FOXBOROUGH, Mass. -- Marshall tight end Lee Smith, who was selected by the Patriots in the fifth round (159th overall), held a conference call with reporters this afternoon. Some quick hits:
Unforgettable moment when call came. Smith, the father of a son (Brody) and daughter (Amanda), explained that he was in the backyard playing baseball when he got the call from the Patriots. "It's so humbling, so rewarding, I can't explain the emotions that went through my body," he said. Smith later said he was looking forward to learning from veteran Alge Crumpler, as well as second-year tight ends Rob Gronkowski and Aaron Hernandez.

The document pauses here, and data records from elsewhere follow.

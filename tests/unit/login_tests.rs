//! Login handshake pass counting and failure handling.

use std::sync::atomic::Ordering;
use std::sync::Arc;

use agent_fleet::login::{LoginProgress, LoginSequencer, LoginSettings};
use agent_fleet::models::BehaviorFlags;
use agent_fleet::AppError;

use crate::support::{login_settings, Call, ScriptedSession};

fn sequencer(flags: BehaviorFlags) -> LoginSequencer {
    LoginSequencer::new("steve", login_settings(), flags)
}

#[tokio::test(start_paused = true)]
async fn first_pass_never_reaches_ready() {
    let session = ScriptedSession::standalone();
    let mut seq = sequencer(BehaviorFlags::default());

    let progress = seq.run_pass(session.as_ref()).await;

    assert_eq!(progress, LoginProgress::WarmingUp { pass: 1 });
    assert_eq!(seq.completed_passes(), 1);
    assert_eq!(
        session.calls(),
        vec![
            Call::Chat("/login hunter2".into()),
            Call::Presence(true),
            Call::Wait(80),
            Call::Presence(false),
        ]
    );
}

#[tokio::test(start_paused = true)]
async fn second_pass_equips_flags_and_reaches_ready() {
    let session = ScriptedSession::standalone();
    let flags = BehaviorFlags {
        auto_feed: true,
        ..BehaviorFlags::default()
    };
    let mut seq = sequencer(flags.clone());

    seq.run_pass(session.as_ref()).await;
    let progress = seq.run_pass(session.as_ref()).await;

    assert_eq!(progress, LoginProgress::Ready);
    let calls = session.calls();
    assert_eq!(
        &calls[4..],
        &[
            Call::Chat("/login hunter2".into()),
            Call::Presence(true),
            Call::Wait(80),
            Call::Presence(false),
            Call::Equip(flags),
            Call::Presence(true),
            Call::Wait(60),
            Call::Presence(false),
        ]
    );
    assert_eq!(
        calls.iter().filter(|c| matches!(c, Call::Equip(_))).count(),
        1
    );
}

#[tokio::test(start_paused = true)]
async fn counter_resets_after_ready() {
    let session = ScriptedSession::standalone();
    let mut seq = sequencer(BehaviorFlags::default());

    seq.run_pass(session.as_ref()).await;
    assert_eq!(seq.run_pass(session.as_ref()).await, LoginProgress::Ready);
    assert_eq!(seq.completed_passes(), 0);
    assert_eq!(
        seq.run_pass(session.as_ref()).await,
        LoginProgress::WarmingUp { pass: 1 }
    );
}

#[tokio::test(start_paused = true)]
async fn rejected_credential_does_not_fail_pass() {
    let session = ScriptedSession::standalone();
    session.faults.chat.store(true, Ordering::SeqCst);
    let mut seq = sequencer(BehaviorFlags::default());

    assert_eq!(
        seq.run_pass(session.as_ref()).await,
        LoginProgress::WarmingUp { pass: 1 }
    );
    assert_eq!(seq.run_pass(session.as_ref()).await, LoginProgress::Ready);
}

#[tokio::test(start_paused = true)]
async fn presence_failure_fails_pass() {
    let session = ScriptedSession::standalone();
    session.faults.presence.store(true, Ordering::SeqCst);
    let mut seq = sequencer(BehaviorFlags::default());

    let progress = seq.run_pass(session.as_ref()).await;

    assert!(matches!(progress, LoginProgress::Failed(AppError::Session(_))));
    assert_eq!(seq.completed_passes(), 0);
}

#[tokio::test(start_paused = true)]
async fn configured_pass_count_is_honored() {
    let session = ScriptedSession::standalone();
    let settings = Arc::new(LoginSettings {
        passes: 3,
        ..(*login_settings()).clone()
    });
    let mut seq = LoginSequencer::new("steve", settings, BehaviorFlags::default());

    assert_eq!(
        seq.run_pass(session.as_ref()).await,
        LoginProgress::WarmingUp { pass: 1 }
    );
    assert_eq!(
        seq.run_pass(session.as_ref()).await,
        LoginProgress::WarmingUp { pass: 2 }
    );
    assert_eq!(seq.run_pass(session.as_ref()).await, LoginProgress::Ready);
}

#[tokio::test(start_paused = true)]
async fn single_pass_setting_still_requires_two_passes() {
    let session = ScriptedSession::standalone();
    let settings = Arc::new(LoginSettings {
        passes: 1,
        ..(*login_settings()).clone()
    });
    let mut seq = LoginSequencer::new("steve", settings, BehaviorFlags::default());

    assert_eq!(
        seq.run_pass(session.as_ref()).await,
        LoginProgress::WarmingUp { pass: 1 }
    );
    assert_eq!(seq.run_pass(session.as_ref()).await, LoginProgress::Ready);
}

#[tokio::test(start_paused = true)]
async fn ended_session_fails_pass() {
    let session = ScriptedSession::standalone();
    agent_fleet::session::SessionHandle::end(session.as_ref()).await;
    let mut seq = sequencer(BehaviorFlags::default());

    assert!(matches!(
        seq.run_pass(session.as_ref()).await,
        LoginProgress::Failed(_)
    ));
}
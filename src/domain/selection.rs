use crate::domain::battery::BatteryLevel;
use crate::domain::commands::{SelectionToken, TransportRequest};
use crate::domain::models::{CharacteristicId, CharacteristicInfo, ServiceId, ServiceInfo};
use crate::error::TransportError;
use tracing::{debug, info, warn};
use uuid::Uuid;

#[derive(Debug, Clone, PartialEq, Eq)]
pub enum SelectionState {
    Unselected,
    AwaitingCharacteristics {
        service: ServiceInfo,
    },
    AwaitingSubscription {
        service: ServiceInfo,
        characteristic: CharacteristicInfo,
    },
    AwaitingInitialRead {
        service: ServiceInfo,
        characteristic: CharacteristicInfo,
    },
    Active {
        service: ServiceInfo,
        characteristic: CharacteristicInfo,
    },
}

impl SelectionState {
    pub fn service(&self) -> Option<&ServiceInfo> {
        match self {
            SelectionState::Unselected => None,
            SelectionState::AwaitingCharacteristics { service }
            | SelectionState::AwaitingSubscription { service, .. }
            | SelectionState::AwaitingInitialRead { service, .. }
            | SelectionState::Active { service, .. } => Some(service),
        }
    }

    pub fn characteristic(&self) -> Option<&CharacteristicInfo> {
        match self {
            SelectionState::Unselected | SelectionState::AwaitingCharacteristics { .. } => None,
            SelectionState::AwaitingSubscription { characteristic, .. }
            | SelectionState::AwaitingInitialRead { characteristic, .. }
            | SelectionState::Active { characteristic, .. } => Some(characteristic),
        }
    }
}

/// Owns the selected service and the subscribed Battery Level
/// characteristic.
///
/// Each `select()` mints a new [`SelectionToken`]. Completions carrying an
/// older token, or naming a characteristic other than the tracked one, are
/// dropped, so the displayed level always belongs to the current selection.
pub struct SelectionController {
    target_characteristic: Uuid,
    state: SelectionState,
    token: SelectionToken,
    // Characteristic we asked to notify; always belongs to the selected service
    subscribed: Option<CharacteristicId>,
    level: Option<BatteryLevel>,
}

impl SelectionController {
    pub fn new(target_characteristic: Uuid) -> Self {
        Self {
            target_characteristic,
            state: SelectionState::Unselected,
            token: SelectionToken::default(),
            subscribed: None,
            level: None,
        }
    }

    pub fn state(&self) -> &SelectionState {
        &self.state
    }

    pub fn token(&self) -> SelectionToken {
        self.token
    }

    pub fn selected_service(&self) -> Option<&ServiceInfo> {
        self.state.service()
    }

    pub fn subscribed(&self) -> Option<&CharacteristicId> {
        self.subscribed.as_ref()
    }

    /// Last successfully decoded level of the selected characteristic.
    pub fn level(&self) -> Option<BatteryLevel> {
        self.level
    }

    pub fn is_selected(&self, service: &ServiceId) -> bool {
        self.selected_service().map(|s| &s.id) == Some(service)
    }

    fn is_tracked(&self, characteristic: &CharacteristicId) -> bool {
        self.state.characteristic().map(|c| &c.id) == Some(characteristic)
    }

    /// Replace the selection. Any prior subscription is torn down
    /// fire-and-forget and the displayed level is cleared.
    pub fn select(&mut self, service: Option<ServiceInfo>) -> Vec<TransportRequest> {
        let mut requests = Vec::new();

        if let Some(characteristic) = self.subscribed.take() {
            debug!("Stopping Battery Level notifications on {}", characteristic);
            requests.push(TransportRequest::StopNotifications { characteristic });
        }

        self.token = self.token.next();
        self.level = None;

        match service {
            None => {
                info!("No service selected");
                self.state = SelectionState::Unselected;
            }
            Some(service) => {
                info!("GATT service selected: {}", service.id);
                requests.push(TransportRequest::GetCharacteristics {
                    service: service.id.clone(),
                    token: self.token,
                });
                self.state = SelectionState::AwaitingCharacteristics { service };
            }
        }

        requests
    }

    pub fn on_characteristics(
        &mut self,
        service: &ServiceId,
        token: SelectionToken,
        result: Result<Vec<CharacteristicInfo>, TransportError>,
    ) -> Vec<TransportRequest> {
        if token != self.token || !self.is_selected(service) {
            debug!("Dropping stale characteristics for service {}", service);
            return Vec::new();
        }

        let characteristics = match result {
            Ok(characteristics) => characteristics,
            Err(e) => {
                warn!("Failed to get characteristics of {}: {}", service, e);
                return Vec::new();
            }
        };

        if characteristics.is_empty() {
            info!("Service has no characteristics: {}", service);
            return Vec::new();
        }

        let mut found: Option<CharacteristicInfo> = None;
        for characteristic in characteristics {
            if characteristic.uuid != self.target_characteristic {
                info!(
                    "Found unexpected characteristic: {} with UUID: {}",
                    characteristic.id, characteristic.uuid
                );
                continue;
            }
            if found.is_some() {
                info!(
                    "Ignoring additional Battery Level characteristic: {}",
                    characteristic.id
                );
                continue;
            }
            found = Some(characteristic);
        }

        let Some(characteristic) = found else {
            info!("Service {} has no Battery Level characteristic", service);
            return Vec::new();
        };

        let Some(selected) = self.state.service().cloned() else {
            return Vec::new();
        };

        info!("Setting Battery Level characteristic: {}", characteristic.id);
        self.subscribed = Some(characteristic.id.clone());
        let requests = vec![
            TransportRequest::StartNotifications {
                characteristic: characteristic.id.clone(),
                token: self.token,
            },
            TransportRequest::ReadValue {
                characteristic: characteristic.id.clone(),
                token: self.token,
            },
        ];
        self.state = SelectionState::AwaitingSubscription {
            service: selected,
            characteristic,
        };
        requests
    }

    pub fn on_notifications_started(
        &mut self,
        characteristic: &CharacteristicId,
        token: SelectionToken,
        result: Result<(), TransportError>,
    ) {
        if token != self.token || !self.is_tracked(characteristic) {
            debug!("Dropping stale subscribe result for {}", characteristic);
            return;
        }

        match result {
            Ok(()) | Err(TransportError::AlreadyNotifying) => {
                info!("Battery Level notifications enabled on {}", characteristic);
            }
            Err(e) => {
                warn!("Failed to enable Battery Level notifications: {}", e);
                self.subscribed = None;
            }
        }

        // The read was issued alongside the subscribe and proceeds either way.
        if let SelectionState::AwaitingSubscription { .. } = self.state {
            let state = std::mem::replace(&mut self.state, SelectionState::Unselected);
            if let SelectionState::AwaitingSubscription {
                service,
                characteristic,
            } = state
            {
                self.state = SelectionState::AwaitingInitialRead {
                    service,
                    characteristic,
                };
            }
        }
    }

    pub fn on_notifications_stopped(
        &mut self,
        characteristic: &CharacteristicId,
        result: Result<(), TransportError>,
    ) {
        match result {
            Ok(()) => debug!("Battery Level notifications stopped on {}", characteristic),
            Err(e) => warn!("Failed to stop notifications on {}: {}", characteristic, e),
        }
    }

    /// Returns whether the displayed level changed.
    pub fn on_value_read(
        &mut self,
        characteristic: &CharacteristicId,
        token: SelectionToken,
        result: Result<CharacteristicInfo, TransportError>,
    ) -> bool {
        if token != self.token || !self.is_tracked(characteristic) {
            debug!("Dropping stale read of {}", characteristic);
            return false;
        }

        match result {
            Ok(read) if read.id == *characteristic => {
                debug!("Request to read battery level complete");
                self.store(read)
            }
            Ok(read) => {
                debug!("Dropping read answered for {}", read.id);
                false
            }
            Err(e) => {
                warn!("Failed to read Battery Level: {}", e);
                false
            }
        }
    }

    /// Steady-state path: notifications keep the value current. Returns
    /// whether the displayed level changed.
    pub fn on_value_changed(&mut self, characteristic: CharacteristicInfo) -> bool {
        if !self.is_tracked(&characteristic.id) {
            debug!("Ignoring value change of untracked {}", characteristic.id);
            return false;
        }
        debug!("Battery Level value changed");
        self.store(characteristic)
    }

    fn store(&mut self, characteristic: CharacteristicInfo) -> bool {
        let previous = self.level;
        match characteristic.value.as_deref() {
            None => debug!("No Battery Level value received yet"),
            Some(bytes) => match BatteryLevel::from_bytes(bytes) {
                Ok(level) => self.level = Some(level),
                Err(e) => warn!("{}", e),
            },
        }

        let Some(service) = self.state.service().cloned() else {
            return false;
        };
        self.state = SelectionState::Active {
            service,
            characteristic,
        };
        self.level != previous
    }
}
use ble_battery_monitor::domain::models::UserIntent;
use ble_battery_monitor::domain::settings::SettingsService;
use ble_battery_monitor::infrastructure::bluetooth::{BtleTransport, TrackerService};
use ble_battery_monitor::infrastructure::logging;
use ble_battery_monitor::presentation::ConsoleView;
use std::sync::Arc;
use tokio::io::{AsyncBufReadExt, BufReader};
use tokio::sync::mpsc;
use tracing::{error, info, warn};

#[tokio::main]
async fn main() -> anyhow::Result<()> {
    let settings_service = SettingsService::new()?;
    let settings = settings_service.get().clone();
    let _log_guard = logging::init_logger(&settings.log_settings)?;
    info!(
        "Starting BLE Battery Monitor (settings: {})",
        settings_service.path().display()
    );

    let config = settings.tracker_config()?;
    let (event_tx, event_rx) = mpsc::unbounded_channel();
    let (intent_tx, intent_rx) = mpsc::unbounded_channel();

    let transport = Arc::new(BtleTransport::new(config.service_uuid, event_tx).await?);
    if settings.scan_on_start {
        if let Err(e) = transport.start_scan().await {
            warn!("Could not start scanning: {}", e);
        }
    }

    let (service, mut view_rx) =
        TrackerService::new(transport.clone(), config, settings.request_timeout());
    let tracker = tokio::spawn(service.run(event_rx, intent_rx));

    // Ends when the tracker drops its view sender.
    let renderer = tokio::spawn(async move {
        loop {
            let view = view_rx.borrow_and_update().clone();
            for line in ConsoleView::render(&view) {
                println!("{}", line);
            }
            println!();
            if view_rx.changed().await.is_err() {
                break;
            }
        }
    });

    println!("Type a device address to select it, an empty line to deselect, q to quit.");
    let mut lines = BufReader::new(tokio::io::stdin()).lines();
    loop {
        let intent = tokio::select! {
            line = lines.next_line() => match line? {
                Some(line) => match line.trim() {
                    "q" | "quit" => UserIntent::Shutdown,
                    "" => UserIntent::Select(None),
                    address => UserIntent::Select(Some(address.to_string())),
                },
                None => UserIntent::Shutdown,
            },
            _ = tokio::signal::ctrl_c() => UserIntent::Shutdown,
        };

        let shutdown = matches!(intent, UserIntent::Shutdown);
        if intent_tx.send(intent).is_err() || shutdown {
            break;
        }
    }
    drop(intent_tx);

    if let Err(e) = tracker.await {
        error!("Tracker task failed: {}", e);
    }
    let _ = renderer.await;

    if settings.scan_on_start {
        if let Err(e) = transport.stop_scan().await {
            warn!("Could not stop scanning: {}", e);
        }
    }
    info!("BLE Battery Monitor stopped");
    Ok(())
}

Fond memories of his father. Smith talked about his late father Daryle, who was an offensive lineman with the Cowboys, Browns and Eagles from 1987-1992. "Throughout my whole life, he prepared me for most of the mental aspect of the next level. He always told me it's pretty much even ground as far as the phyiscal attributes go once you get to that next level, but as long as you continue to work hard and be as mentally strong as you can be, then you have a good chance to get through it," he said. "Every step of the way that I have gone through in my athletic career to this point, he had already gone through. Having him there to kind of lean on and ask questions was something that I'll never take for granted and something I wish I had today. I'd do anything to call him and talk about being a Patriot."
'Bump in the road' changed his life. Smith began his college career at Tennessee, but transferred to Marshall after what he described as a "bump in the road." Part of that "bump in the road" might have been a result of him being arrested and charged with driving under the influence in 2006. He was also in the news for other reasons. Smith felt the move to Marshall ended up being the best thing that ever happened to him. "I met a lot of great people who helped me become a man," he said, adding that he was married and had his two children there. "I don't think I'd be a Patriot right now if it wouldn't have happened."
Long snapping needs development. Smith never snapped in a game at Marshall, but he's open to doing it in the NFL if it helps him stick around longer. "If there's someone in New England who can get me right with my long snapping, I definitely could use a tweak here or there on it, but it's something I'd be willing to learn how to do. If you have a tight end on your roster who can also be your long snapper, it adds a roster spot somewhere else," he said.